[Directions]:
Only one stretch of the listing below is wanted. Give it again exactly, from the line with "TypeShape::Map(_) => v.kind" through the line with "TypeShape::Int | TypeShape::Char".

[Data for analysis]:

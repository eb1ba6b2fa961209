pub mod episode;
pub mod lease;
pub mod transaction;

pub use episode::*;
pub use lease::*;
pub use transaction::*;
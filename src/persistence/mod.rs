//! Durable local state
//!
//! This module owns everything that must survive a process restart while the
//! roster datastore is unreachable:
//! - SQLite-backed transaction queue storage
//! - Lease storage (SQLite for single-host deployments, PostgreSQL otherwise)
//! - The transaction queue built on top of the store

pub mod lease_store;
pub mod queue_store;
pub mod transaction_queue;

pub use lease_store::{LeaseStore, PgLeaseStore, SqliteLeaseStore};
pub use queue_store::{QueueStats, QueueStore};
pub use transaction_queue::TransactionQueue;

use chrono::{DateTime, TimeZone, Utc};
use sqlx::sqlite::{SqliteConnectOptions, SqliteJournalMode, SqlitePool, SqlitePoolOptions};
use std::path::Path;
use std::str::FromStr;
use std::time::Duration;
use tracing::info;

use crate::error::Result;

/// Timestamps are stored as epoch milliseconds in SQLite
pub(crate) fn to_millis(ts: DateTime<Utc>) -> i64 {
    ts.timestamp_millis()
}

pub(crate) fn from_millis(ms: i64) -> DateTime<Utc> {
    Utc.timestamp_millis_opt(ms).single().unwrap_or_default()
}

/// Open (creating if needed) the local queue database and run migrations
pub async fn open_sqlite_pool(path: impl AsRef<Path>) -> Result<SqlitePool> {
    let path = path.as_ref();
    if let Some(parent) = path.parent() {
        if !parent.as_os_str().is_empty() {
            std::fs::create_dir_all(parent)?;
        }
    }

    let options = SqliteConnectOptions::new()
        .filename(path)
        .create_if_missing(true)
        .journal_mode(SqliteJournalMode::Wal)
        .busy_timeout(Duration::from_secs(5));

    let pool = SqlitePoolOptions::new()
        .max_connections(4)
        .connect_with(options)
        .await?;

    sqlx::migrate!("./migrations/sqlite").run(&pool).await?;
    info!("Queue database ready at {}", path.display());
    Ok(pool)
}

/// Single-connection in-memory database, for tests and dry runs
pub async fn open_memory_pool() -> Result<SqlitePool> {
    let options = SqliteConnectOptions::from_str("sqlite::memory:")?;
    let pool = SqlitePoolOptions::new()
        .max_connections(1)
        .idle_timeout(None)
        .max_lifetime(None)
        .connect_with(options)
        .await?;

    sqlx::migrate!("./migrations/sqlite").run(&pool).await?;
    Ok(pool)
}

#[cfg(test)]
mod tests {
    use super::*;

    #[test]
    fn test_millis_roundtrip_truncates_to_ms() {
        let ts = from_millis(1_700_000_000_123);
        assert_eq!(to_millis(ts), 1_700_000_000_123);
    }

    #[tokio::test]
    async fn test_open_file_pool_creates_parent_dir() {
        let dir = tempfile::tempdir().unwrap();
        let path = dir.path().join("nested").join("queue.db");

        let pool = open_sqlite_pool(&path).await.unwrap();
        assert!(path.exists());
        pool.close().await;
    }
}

* * *

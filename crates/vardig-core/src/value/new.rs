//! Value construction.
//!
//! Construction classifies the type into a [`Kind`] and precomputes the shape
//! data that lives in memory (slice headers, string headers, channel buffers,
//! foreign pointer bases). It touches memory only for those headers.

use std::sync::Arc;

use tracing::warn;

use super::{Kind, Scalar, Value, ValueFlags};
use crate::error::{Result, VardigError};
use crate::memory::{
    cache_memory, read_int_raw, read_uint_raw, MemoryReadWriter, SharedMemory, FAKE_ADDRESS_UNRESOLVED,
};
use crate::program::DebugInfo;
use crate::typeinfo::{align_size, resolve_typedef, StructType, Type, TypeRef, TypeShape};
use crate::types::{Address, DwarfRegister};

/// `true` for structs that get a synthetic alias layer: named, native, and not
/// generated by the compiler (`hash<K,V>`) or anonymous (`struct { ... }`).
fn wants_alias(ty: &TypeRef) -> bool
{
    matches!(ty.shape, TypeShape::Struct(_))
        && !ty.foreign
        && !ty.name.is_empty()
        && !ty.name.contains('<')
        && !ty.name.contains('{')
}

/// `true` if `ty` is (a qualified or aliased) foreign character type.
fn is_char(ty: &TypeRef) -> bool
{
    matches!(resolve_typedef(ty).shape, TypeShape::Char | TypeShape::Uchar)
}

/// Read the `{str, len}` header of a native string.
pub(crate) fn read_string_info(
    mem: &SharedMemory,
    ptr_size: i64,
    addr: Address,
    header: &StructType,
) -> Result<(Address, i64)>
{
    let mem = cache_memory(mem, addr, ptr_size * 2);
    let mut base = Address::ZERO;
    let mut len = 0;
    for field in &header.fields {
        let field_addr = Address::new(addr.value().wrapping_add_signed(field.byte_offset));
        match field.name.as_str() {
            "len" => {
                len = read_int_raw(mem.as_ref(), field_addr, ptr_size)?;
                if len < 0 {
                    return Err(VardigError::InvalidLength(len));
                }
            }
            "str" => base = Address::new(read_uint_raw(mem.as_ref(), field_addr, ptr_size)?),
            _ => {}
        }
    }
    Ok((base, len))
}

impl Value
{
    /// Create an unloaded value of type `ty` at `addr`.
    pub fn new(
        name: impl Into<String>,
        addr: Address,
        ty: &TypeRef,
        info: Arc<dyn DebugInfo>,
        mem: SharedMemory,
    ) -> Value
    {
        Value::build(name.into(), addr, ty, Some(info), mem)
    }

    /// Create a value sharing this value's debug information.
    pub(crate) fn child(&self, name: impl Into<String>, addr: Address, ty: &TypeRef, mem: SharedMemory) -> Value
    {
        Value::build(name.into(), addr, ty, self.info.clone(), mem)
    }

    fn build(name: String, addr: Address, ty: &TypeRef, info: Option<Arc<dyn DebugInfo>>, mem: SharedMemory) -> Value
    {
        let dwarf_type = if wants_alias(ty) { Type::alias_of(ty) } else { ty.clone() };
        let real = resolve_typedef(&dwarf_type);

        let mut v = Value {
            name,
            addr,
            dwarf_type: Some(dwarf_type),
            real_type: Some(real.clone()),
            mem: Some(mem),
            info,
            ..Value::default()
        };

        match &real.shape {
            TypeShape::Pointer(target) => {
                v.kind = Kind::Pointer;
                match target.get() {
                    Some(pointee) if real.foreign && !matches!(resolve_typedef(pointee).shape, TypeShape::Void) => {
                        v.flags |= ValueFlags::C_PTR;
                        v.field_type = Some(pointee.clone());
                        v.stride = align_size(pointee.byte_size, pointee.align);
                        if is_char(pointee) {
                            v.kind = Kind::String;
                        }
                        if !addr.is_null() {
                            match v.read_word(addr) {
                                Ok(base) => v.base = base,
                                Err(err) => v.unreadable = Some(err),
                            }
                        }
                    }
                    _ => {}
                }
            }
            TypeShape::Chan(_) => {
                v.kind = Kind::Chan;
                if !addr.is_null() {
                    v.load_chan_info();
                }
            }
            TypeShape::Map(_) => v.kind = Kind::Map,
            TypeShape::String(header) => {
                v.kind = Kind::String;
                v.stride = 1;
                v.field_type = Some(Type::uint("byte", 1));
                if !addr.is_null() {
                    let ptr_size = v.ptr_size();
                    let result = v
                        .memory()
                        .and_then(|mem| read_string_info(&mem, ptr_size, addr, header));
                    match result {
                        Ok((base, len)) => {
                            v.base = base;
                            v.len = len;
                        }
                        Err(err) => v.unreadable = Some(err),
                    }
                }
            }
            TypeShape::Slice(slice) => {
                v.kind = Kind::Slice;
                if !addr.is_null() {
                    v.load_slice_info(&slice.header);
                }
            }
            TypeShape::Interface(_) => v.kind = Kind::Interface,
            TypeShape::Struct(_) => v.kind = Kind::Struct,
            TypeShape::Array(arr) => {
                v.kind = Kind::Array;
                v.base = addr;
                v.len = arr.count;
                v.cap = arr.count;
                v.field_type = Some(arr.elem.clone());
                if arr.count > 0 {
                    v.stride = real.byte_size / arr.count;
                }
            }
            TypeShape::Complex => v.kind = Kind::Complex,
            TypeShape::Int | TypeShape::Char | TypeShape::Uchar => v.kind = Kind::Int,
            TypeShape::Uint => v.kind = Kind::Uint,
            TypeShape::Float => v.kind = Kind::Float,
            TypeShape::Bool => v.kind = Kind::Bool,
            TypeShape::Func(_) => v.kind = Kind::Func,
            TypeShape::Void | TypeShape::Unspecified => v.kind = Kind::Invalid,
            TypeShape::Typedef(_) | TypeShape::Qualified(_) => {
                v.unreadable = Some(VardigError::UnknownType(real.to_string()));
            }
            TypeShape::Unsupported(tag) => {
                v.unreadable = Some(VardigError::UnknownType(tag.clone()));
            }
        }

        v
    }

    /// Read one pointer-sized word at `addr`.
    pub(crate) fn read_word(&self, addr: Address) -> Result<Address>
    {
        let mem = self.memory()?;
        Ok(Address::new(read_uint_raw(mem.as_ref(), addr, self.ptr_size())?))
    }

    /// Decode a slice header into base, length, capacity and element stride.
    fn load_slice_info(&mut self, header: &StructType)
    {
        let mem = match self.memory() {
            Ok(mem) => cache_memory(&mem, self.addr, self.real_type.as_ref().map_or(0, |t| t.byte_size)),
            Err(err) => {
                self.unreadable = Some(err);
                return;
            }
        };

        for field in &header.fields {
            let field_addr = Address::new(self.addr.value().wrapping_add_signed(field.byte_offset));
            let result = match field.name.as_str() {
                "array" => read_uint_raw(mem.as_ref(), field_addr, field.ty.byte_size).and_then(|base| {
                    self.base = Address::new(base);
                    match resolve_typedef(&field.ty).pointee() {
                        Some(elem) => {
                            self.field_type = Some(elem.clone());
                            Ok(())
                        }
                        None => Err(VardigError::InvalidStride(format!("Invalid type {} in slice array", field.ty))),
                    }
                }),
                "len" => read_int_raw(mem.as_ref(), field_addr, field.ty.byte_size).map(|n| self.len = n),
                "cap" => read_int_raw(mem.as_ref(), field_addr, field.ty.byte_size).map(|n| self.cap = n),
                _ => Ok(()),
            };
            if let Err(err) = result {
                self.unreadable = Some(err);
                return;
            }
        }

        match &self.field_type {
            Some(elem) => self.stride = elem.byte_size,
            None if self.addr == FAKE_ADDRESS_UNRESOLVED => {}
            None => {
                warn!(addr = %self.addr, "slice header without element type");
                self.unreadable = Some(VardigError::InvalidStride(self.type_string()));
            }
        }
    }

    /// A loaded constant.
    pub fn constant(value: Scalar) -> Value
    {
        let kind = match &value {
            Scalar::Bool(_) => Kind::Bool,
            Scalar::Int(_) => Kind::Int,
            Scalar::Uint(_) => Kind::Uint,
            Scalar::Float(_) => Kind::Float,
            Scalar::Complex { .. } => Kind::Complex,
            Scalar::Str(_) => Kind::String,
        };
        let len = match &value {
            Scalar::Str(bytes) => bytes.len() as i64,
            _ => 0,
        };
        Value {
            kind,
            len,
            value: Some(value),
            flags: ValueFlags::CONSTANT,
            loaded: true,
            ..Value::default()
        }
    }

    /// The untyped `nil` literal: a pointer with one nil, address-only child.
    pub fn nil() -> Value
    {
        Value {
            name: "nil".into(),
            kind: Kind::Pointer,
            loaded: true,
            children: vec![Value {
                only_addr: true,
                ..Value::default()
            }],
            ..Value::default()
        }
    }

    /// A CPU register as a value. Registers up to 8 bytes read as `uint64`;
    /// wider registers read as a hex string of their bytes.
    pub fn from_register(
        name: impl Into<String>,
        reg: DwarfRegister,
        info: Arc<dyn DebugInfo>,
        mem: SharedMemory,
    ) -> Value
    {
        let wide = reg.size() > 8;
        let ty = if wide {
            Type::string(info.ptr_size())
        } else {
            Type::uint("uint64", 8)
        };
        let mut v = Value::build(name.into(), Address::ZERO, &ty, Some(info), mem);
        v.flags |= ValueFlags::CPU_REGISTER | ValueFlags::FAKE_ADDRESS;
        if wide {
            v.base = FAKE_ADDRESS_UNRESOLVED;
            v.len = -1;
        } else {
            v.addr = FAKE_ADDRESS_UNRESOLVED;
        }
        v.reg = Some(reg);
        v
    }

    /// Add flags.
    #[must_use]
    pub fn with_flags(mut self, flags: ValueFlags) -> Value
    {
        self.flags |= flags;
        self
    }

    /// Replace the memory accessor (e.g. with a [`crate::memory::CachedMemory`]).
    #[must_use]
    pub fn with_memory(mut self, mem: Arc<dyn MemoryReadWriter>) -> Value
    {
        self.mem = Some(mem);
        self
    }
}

[Task answer]:
            TypeShape::Map(_) => v.kind = Kind::Map,
            TypeShape::String(header) => {
                v.kind = Kind::String;
                v.stride = 1;
                v.field_type = Some(Type::uint("byte", 1));
                if !addr.is_null() {
                    let ptr_size = v.ptr_size();
                    let result = v
                        .memory()
                        .and_then(|mem| read_string_info(&mem, ptr_size, addr, header));
                    match result {
                        Ok((base, len)) => {
                            v.base = base;
                            v.len = len;
                        }
                        Err(err) => v.unreadable = Some(err),
                    }
                }
            }
            TypeShape::Slice(slice) => {
                v.kind = Kind::Slice;
                if !addr.is_null() {
                    v.load_slice_info(&slice.header);
                }
            }
            TypeShape::Interface(_) => v.kind = Kind::Interface,
            TypeShape::Struct(_) => v.kind = Kind::Struct,
            TypeShape::Array(arr) => {
                v.kind = Kind::Array;
                v.base = addr;
                v.len = arr.count;
                v.cap = arr.count;
                v.field_type = Some(arr.elem.clone());
                if arr.count > 0 {
                    v.stride = real.byte_size / arr.count;
                }
            }
            TypeShape::Complex => v.kind = Kind::Complex,
            TypeShape::Int | TypeShape::Char | TypeShape::Uchar => v.kind = Kind::Int,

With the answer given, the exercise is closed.